# What you have to do:
Leave out every line that comes before the one containing "assert_eq!(9, recorder.max_attached);", and reproduce the rest of the listing below exactly, through its last line.

++++ Supplied entries

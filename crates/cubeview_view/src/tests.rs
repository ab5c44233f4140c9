use std::collections::BTreeSet;

use cgmath::{Matrix3, Rad, SquareMatrix};
use cubeview_core::{
    Axis, CUBIE_COUNT, ColorScheme, Coords, CubeError, CubieId, FACELET_COUNT, Face, FaceletState,
    MoveError, Rgb, Transform, facelet_location, parse_moves,
};
use cubeview_prefs::{InterpolateFn, Preferences};
use pretty_assertions::assert_eq;
use web_time::Duration;

use super::*;

const FRAME: Duration = Duration::from_millis(16);

/// Renderer that records the scene it would display.
#[derive(Debug)]
struct Recorder {
    transforms: Vec<Transform>,
    edge_length: f32,
    colors: [[Rgb; 6]; CUBIE_COUNT],
    attached: BTreeSet<CubieId>,
    max_attached: usize,
    pivot: Matrix3<f32>,
    redraws: usize,
}
impl Default for Recorder {
    fn default() -> Self {
        Self {
            transforms: vec![],
            edge_length: 0.0,
            colors: [[Rgb::default(); 6]; CUBIE_COUNT],
            attached: BTreeSet::new(),
            max_attached: 0,
            pivot: Matrix3::identity(),
            redraws: 0,
        }
    }
}
impl CubeRenderer for Recorder {
    fn create_cubie(&mut self, id: CubieId, transform: &Transform, edge_length: f32) {
        assert_eq!(self.transforms.len(), id.index());
        self.transforms.push(*transform);
        self.edge_length = edge_length;
    }
    fn set_face_color(&mut self, id: CubieId, slot: Face, color: Rgb) {
        self.colors[id.index()][slot.slot()] = color;
    }
    fn set_transform(&mut self, id: CubieId, transform: &Transform) {
        assert!(!self.attached.contains(&id), "{id} moved while on the pivot");
        self.transforms[id.index()] = *transform;
    }
    fn attach_to_pivot(&mut self, id: CubieId) {
        assert!(self.attached.insert(id), "{id} attached twice");
        self.max_attached = self.max_attached.max(self.attached.len());
    }
    fn set_pivot_rotation(&mut self, rotation: &Matrix3<f32>) {
        self.pivot = *rotation;
    }
    fn detach_from_pivot(&mut self, id: CubieId) {
        assert!(self.attached.remove(&id), "{id} was not attached");
    }
    fn request_redraw(&mut self) {
        self.redraws += 1;
    }
}

fn new_sim() -> CubeSimulation<Recorder> {
    CubeSimulation::new(Recorder::default(), &Preferences::default())
}

fn solved_sim() -> CubeSimulation<Recorder> {
    let mut sim = new_sim();
    sim.set_state(FaceletState::solved());
    sim
}

/// Ticks until the simulation no longer needs to be redrawn. Returns the number
/// of frames that needed a redraw.
fn run(sim: &mut CubeSimulation<Recorder>) -> usize {
    let mut frames = 0;
    while sim.tick(FRAME) {
        frames += 1;
        assert!(frames < 10_000, "animation never finished");
    }
    frames
}

/// Asserts that the renderer shows exactly what the model contains.
fn assert_renderer_matches_model(sim: &CubeSimulation<Recorder>) {
    let r = sim.renderer();
    for (id, cubie) in sim.model().iter() {
        assert_eq!(*cubie.transform(), r.transforms[id.index()], "{id}");
        assert_eq!(*cubie.colors(), r.colors[id.index()], "{id}");
    }
}

/// Asserts that every facelet visible on the model has the color of `state`.
fn assert_shows_state(sim: &CubeSimulation<Recorder>, state: &FaceletState) {
    let model = sim.model();
    let scheme = sim.color_scheme();
    for i in 0..FACELET_COUNT {
        let (face, coords) = facelet_location(i).unwrap();
        let cubie = model.cubie(model.cubie_at(coords).unwrap());
        assert_eq!(
            scheme.color_for(state[i]),
            cubie.color(cubie.slot_facing(face)),
            "facelet {i}",
        );
    }
}

fn assert_matrix_near(expected: Matrix3<f32>, actual: Matrix3<f32>) {
    let diff = expected - actual;
    for col in [diff.x, diff.y, diff.z] {
        for v in [col.x, col.y, col.z] {
            assert!(v.abs() < 1e-4, "expected {expected:?}, got {actual:?}");
        }
    }
}

#[test]
fn test_new_creates_hidden_cubies() {
    let sim = new_sim();
    let r = sim.renderer();
    assert_eq!(CUBIE_COUNT, r.transforms.len());
    assert!((r.edge_length - 0.98).abs() < 1e-6);
    assert_renderer_matches_model(&sim);
    let hidden = sim.color_scheme().hidden;
    assert!(r.colors.iter().flatten().all(|&c| c == hidden));
    assert!(!sim.is_animating());
    assert_eq!(None, sim.latest_state());
}

#[test]
fn test_colorize() {
    let mut sim = new_sim();
    sim.colorize(&FaceletState::solved().to_string()).unwrap();
    assert_renderer_matches_model(&sim);
    assert_shows_state(&sim, &FaceletState::solved());
    assert_eq!(Rgb::WHITE, sim.renderer().colors[26][Face::U.slot()]);
    assert_eq!(Some(&FaceletState::solved()), sim.latest_state());
}

#[test]
fn test_invalid_state_leaves_colors_unchanged() {
    let mut sim = solved_sim();
    let colors_before = sim.renderer().colors;
    let model_before = sim.model().clone();

    let mut short = FaceletState::solved().to_string();
    short.pop();
    assert_eq!(Err(CubeError::InvalidState { len: 53 }), sim.colorize(&short));
    assert_eq!(
        Err(CubeError::InvalidState { len: 55 }),
        sim.colorize(&format!("{}W", FaceletState::solved())),
    );

    assert_eq!(colors_before, sim.renderer().colors);
    assert_eq!(model_before, *sim.model());
    assert_eq!(Some(&FaceletState::solved()), sim.latest_state());
}

#[test]
fn test_r_then_r_prime_restores() {
    let mut sim = solved_sim();
    let solved = FaceletState::solved();
    let after_r = solved.apply_move("R".parse().unwrap());

    sim.apply_move("R", &after_r.to_string()).unwrap();
    sim.apply_move("R'", &solved.to_string()).unwrap();
    assert_eq!(2, sim.pending_moves());

    // 250 ms per move at 16 ms per frame
    assert_eq!(32, run(&mut sim));
    assert!(!sim.is_animating());
    assert!(sim.model().is_home());
    assert_eq!(Some(&solved), sim.latest_state());
    assert_shows_state(&sim, &solved);
    assert_renderer_matches_model(&sim);

    let r = sim.renderer();
    assert_eq!(9, r.max_attached);
    assert!(r.attached.is_empty());
    assert_eq!(Matrix3::identity(), r.pivot);
}

#[test]
fn test_u2_equals_u_u() {
    let mut a = solved_sim();
    a.apply_moves("U2").unwrap();
    run(&mut a);

    let mut b = solved_sim();
    b.apply_moves("U U").unwrap();
    run(&mut b);

    assert_eq!(b.model(), a.model());
    assert_eq!(b.latest_state(), a.latest_state());
    assert_eq!(b.renderer().colors, a.renderer().colors);
}

#[test]
fn test_invalid_move_changes_nothing() {
    let mut sim = solved_sim();
    let model_before = sim.model().clone();
    let redraws_before = sim.renderer().redraws;
    let solved = FaceletState::solved().to_string();

    assert_eq!(
        Err(CubeError::InvalidMove {
            token: "X".to_string(),
            reason: MoveError::UnknownFace('X'),
        }),
        sim.apply_move("X", &solved),
    );
    assert!(sim.apply_move("R", "too short").is_err());
    assert!(sim.apply_moves("R U X").is_err());

    assert!(!sim.is_animating());
    assert!(!sim.tick(FRAME));
    assert_eq!(model_before, *sim.model());
    assert_eq!(redraws_before, sim.renderer().redraws);
    assert!(sim.renderer().attached.is_empty());
}

#[test]
fn test_progress_follows_elapsed_time() {
    let mut sim = solved_sim();
    let id = sim.model().cubie_at(Coords::new(1, 0, 1)).unwrap();
    sim.apply_moves("R").unwrap();
    assert_eq!(9, sim.renderer().attached.len());
    assert!(sim.renderer().attached.contains(&id));

    assert!(sim.tick(Duration::from_millis(125)));
    let (mv, progress) = sim.current_move().unwrap();
    assert_eq!("R", mv.to_string());
    assert!((progress - 0.5).abs() < 1e-5);
    assert_matrix_near(
        Matrix3::from_axis_angle(Axis::X.unit_vector(), Rad(-std::f32::consts::FRAC_PI_4)),
        sim.renderer().pivot,
    );
    // Logical coordinates change only once the move completes.
    assert_eq!(Coords::new(1, 0, 1), sim.model().cubie(id).coords());

    assert!(sim.tick(Duration::from_millis(125)));
    assert_eq!(None, sim.current_move());
    assert_eq!(Coords::new(1, 1, 0), sim.model().cubie(id).coords());
    assert!(sim.renderer().attached.is_empty());
    assert!(!sim.tick(FRAME));
}

#[test]
fn test_queued_moves_run_one_at_a_time() {
    let mut sim = solved_sim();
    sim.apply_moves("R U").unwrap();
    assert_eq!(2, sim.pending_moves());

    let r_layer: BTreeSet<CubieId> = sim.model().layer(Face::R).into_iter().collect();
    assert_eq!(r_layer, sim.renderer().attached);
    assert_eq!(r_layer, sim.pivot_members().iter().copied().collect::<BTreeSet<_>>());

    sim.tick(Duration::from_millis(250));
    assert_eq!(1, sim.pending_moves());
    // The U layer is chosen after R has moved the cubies.
    let u_layer: BTreeSet<CubieId> = sim.model().layer(Face::U).into_iter().collect();
    assert_eq!(u_layer, sim.renderer().attached);
    assert_eq!("U", sim.current_move().unwrap().0.to_string());
    assert!(sim.current_move().unwrap().1 < 1e-6);

    run(&mut sim);
    assert_eq!(9, sim.renderer().max_attached);
    let expected = FaceletState::solved().apply_moves(parse_moves("R U").unwrap());
    assert_eq!(Some(&expected), sim.latest_state());
}

#[test]
fn test_animated_colors_match_facelet_moves() {
    let moves = "R U F' D2 B L' U2 R' F2 D B' L";
    let mut sim = solved_sim();
    sim.apply_moves(moves).unwrap();
    let expected = FaceletState::solved().apply_moves(parse_moves(moves).unwrap());
    assert_eq!(Some(&expected), sim.target_state());

    run(&mut sim);
    assert_eq!(Some(&expected), sim.latest_state());
    assert_shows_state(&sim, &expected);
    assert_renderer_matches_model(&sim);
}

#[test]
fn test_new_state_shown_on_completion() {
    let mut sim = solved_sim();
    let before = sim.renderer().colors;
    let after_f = FaceletState::solved().apply_move("F".parse().unwrap());
    sim.apply_move("F", &after_f.to_string()).unwrap();

    sim.tick(Duration::from_millis(100));
    assert_eq!(before, sim.renderer().colors);
    assert_eq!(Some(&FaceletState::solved()), sim.latest_state());

    run(&mut sim);
    assert_eq!(Some(&after_f), sim.latest_state());
    assert_shows_state(&sim, &after_f);
}

#[test]
fn test_dynamic_twist_speed() {
    let mut prefs = sim_prefs();
    prefs.animation.dynamic_twist_speed = true;
    let mut sim = solved_sim();
    sim.set_animation_prefs(prefs.animation.clone());
    sim.apply_moves("R U F").unwrap();
    // Three moves in flight: time runs e times faster.
    sim.tick(Duration::from_millis(100));
    assert_eq!(2, sim.pending_moves());

    let mut sim = solved_sim();
    sim.apply_moves("R U F").unwrap();
    sim.tick(Duration::from_millis(100));
    assert_eq!(3, sim.pending_moves());
}

#[test]
fn test_zero_duration_completes_instantly() {
    let mut prefs = sim_prefs();
    prefs.animation.twist_duration = 0.0;
    let mut sim = CubeSimulation::new(Recorder::default(), &prefs);
    sim.set_state(FaceletState::solved());
    let id = sim.model().cubie_at(Coords::new(1, 0, 1)).unwrap();
    sim.apply_moves("R").unwrap();
    assert!(sim.tick(Duration::ZERO));
    assert!(!sim.is_animating());
    assert_eq!(Coords::new(1, 1, 0), sim.model().cubie(id).coords());
    let expected = FaceletState::solved().apply_move("R".parse().unwrap());
    assert_eq!(Some(&expected), sim.latest_state());
}

#[test]
fn test_interpolation_changes_only_the_path() {
    let mut prefs = sim_prefs();
    prefs.animation.twist_interpolation = InterpolateFn::Cubic;
    let mut sim = CubeSimulation::new(Recorder::default(), &prefs);
    sim.set_state(FaceletState::solved());
    sim.apply_moves("U").unwrap();
    sim.tick(Duration::from_millis(125));
    assert!((sim.current_move().unwrap().1 - 0.5).abs() < 1e-5);
    // Linear progress would be 0.748 here.
    sim.tick(Duration::from_millis(62));
    assert!(sim.current_move().unwrap().1 > 0.8);
    run(&mut sim);
    assert_shows_state(&sim, &FaceletState::solved().apply_move("U".parse().unwrap()));
}

#[test]
fn test_skip_animations() {
    let mut sim = solved_sim();
    sim.apply_moves("R U R' U'").unwrap();
    sim.tick(FRAME);
    sim.skip_animations();
    assert!(!sim.is_animating());
    assert!(sim.renderer().attached.is_empty());
    let expected = FaceletState::solved().apply_moves(parse_moves("R U R' U'").unwrap());
    assert_eq!(Some(&expected), sim.latest_state());
    assert_shows_state(&sim, &expected);
    assert_renderer_matches_model(&sim);
}

#[test]
fn test_colorize_completes_animations() {
    let mut sim = solved_sim();
    sim.apply_moves("R").unwrap();
    sim.colorize(&FaceletState::solved().to_string()).unwrap();
    assert!(!sim.is_animating());
    assert!(!sim.model().is_home());
    assert_shows_state(&sim, &FaceletState::solved());
}

#[test]
fn test_reset_mid_animation() {
    let mut sim = solved_sim();
    let colors_before = sim.renderer().colors;
    sim.apply_moves("R U").unwrap();
    sim.tick(Duration::from_millis(300));
    sim.tick(Duration::from_millis(50));
    assert!(sim.is_animating());

    sim.reset();
    assert!(!sim.is_animating());
    assert!(sim.model().is_home());
    assert!(sim.renderer().attached.is_empty());
    assert_eq!(Matrix3::identity(), sim.renderer().pivot);
    assert_renderer_matches_model(&sim);
    assert_eq!(None, sim.latest_state());
    assert_eq!(None, sim.target_state());
    // Cubies carry their colors through R, so once they are home the solved
    // colors are back on every face.
    assert_eq!(colors_before, sim.renderer().colors);
    assert_shows_state(&sim, &FaceletState::solved());
    assert!(!sim.tick(FRAME));
}

#[test]
fn test_reset_keeps_colors() {
    let mut sim = solved_sim();
    let colors_before = sim.renderer().colors;
    sim.reset();
    assert_eq!(colors_before, sim.renderer().colors);
}

#[test]
fn test_set_color_scheme_repaints_displayed_state() {
    let mut sim = solved_sim();
    sim.apply_moves("R").unwrap();
    run(&mut sim);
    let state = *sim.latest_state().unwrap();

    let mut colors = ColorScheme::default();
    colors.hidden = Rgb::BLACK;
    for sticker in &mut colors.stickers {
        sticker.color = Rgb::WHITE;
    }
    sim.set_color_scheme(colors);
    assert_eq!(Some(&state), sim.latest_state());
    assert_renderer_matches_model(&sim);
    assert_shows_state(&sim, &state);
    // Only stickers facing outward are white; everything else is hidden.
    let core = sim.model().cubie_at(Coords::new(0, 0, 0)).unwrap();
    assert_eq!([Rgb::BLACK; 6], sim.renderer().colors[core.index()]);
}

#[test]
fn test_set_color_scheme_before_any_state() {
    let mut sim = new_sim();
    let colors_before = sim.renderer().colors;
    let mut colors = ColorScheme::default();
    colors.hidden = Rgb::BLACK;
    sim.set_color_scheme(colors.clone());
    assert_eq!(&colors, sim.color_scheme());
    assert_eq!(colors_before, sim.renderer().colors);
}

#[test]
fn test_into_renderer() {
    let mut sim = solved_sim();
    sim.apply_moves("U").unwrap();
    let frames = run(&mut sim);
    let recorder = sim.into_renderer();
    assert!(recorder.attached.is_empty());
    assert_eq!(9, recorder.max_attached);
    assert!(recorder.redraws > frames);
}

#[test]
fn test_headless_renderer() {
    let mut sim = CubeSimulation::new((), &Preferences::default());
    sim.set_state(FaceletState::solved());
    sim.apply_moves("R U R' U'").unwrap();
    while sim.step() {
        sim.skip_animations();
    }
    assert!(!sim.is_animating());
    let expected = FaceletState::solved().apply_moves(parse_moves("R U R' U'").unwrap());
    assert_eq!(Some(&expected), sim.latest_state());
}

fn sim_prefs() -> Preferences {
    Preferences::default()
}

++++++++

# Solution:
    assert_eq!(9, recorder.max_attached);
    assert!(recorder.redraws > frames);
}

#[test]
fn test_headless_renderer() {
    let mut sim = CubeSimulation::new((), &Preferences::default());
    sim.set_state(FaceletState::solved());
    sim.apply_moves("R U R' U'").unwrap();
    while sim.step() {
        sim.skip_animations();
    }
    assert!(!sim.is_animating());
    let expected = FaceletState::solved().apply_moves(parse_moves("R U R' U'").unwrap());
    assert_eq!(Some(&expected), sim.latest_state());
}

fn sim_prefs() -> Preferences {
    Preferences::default()
}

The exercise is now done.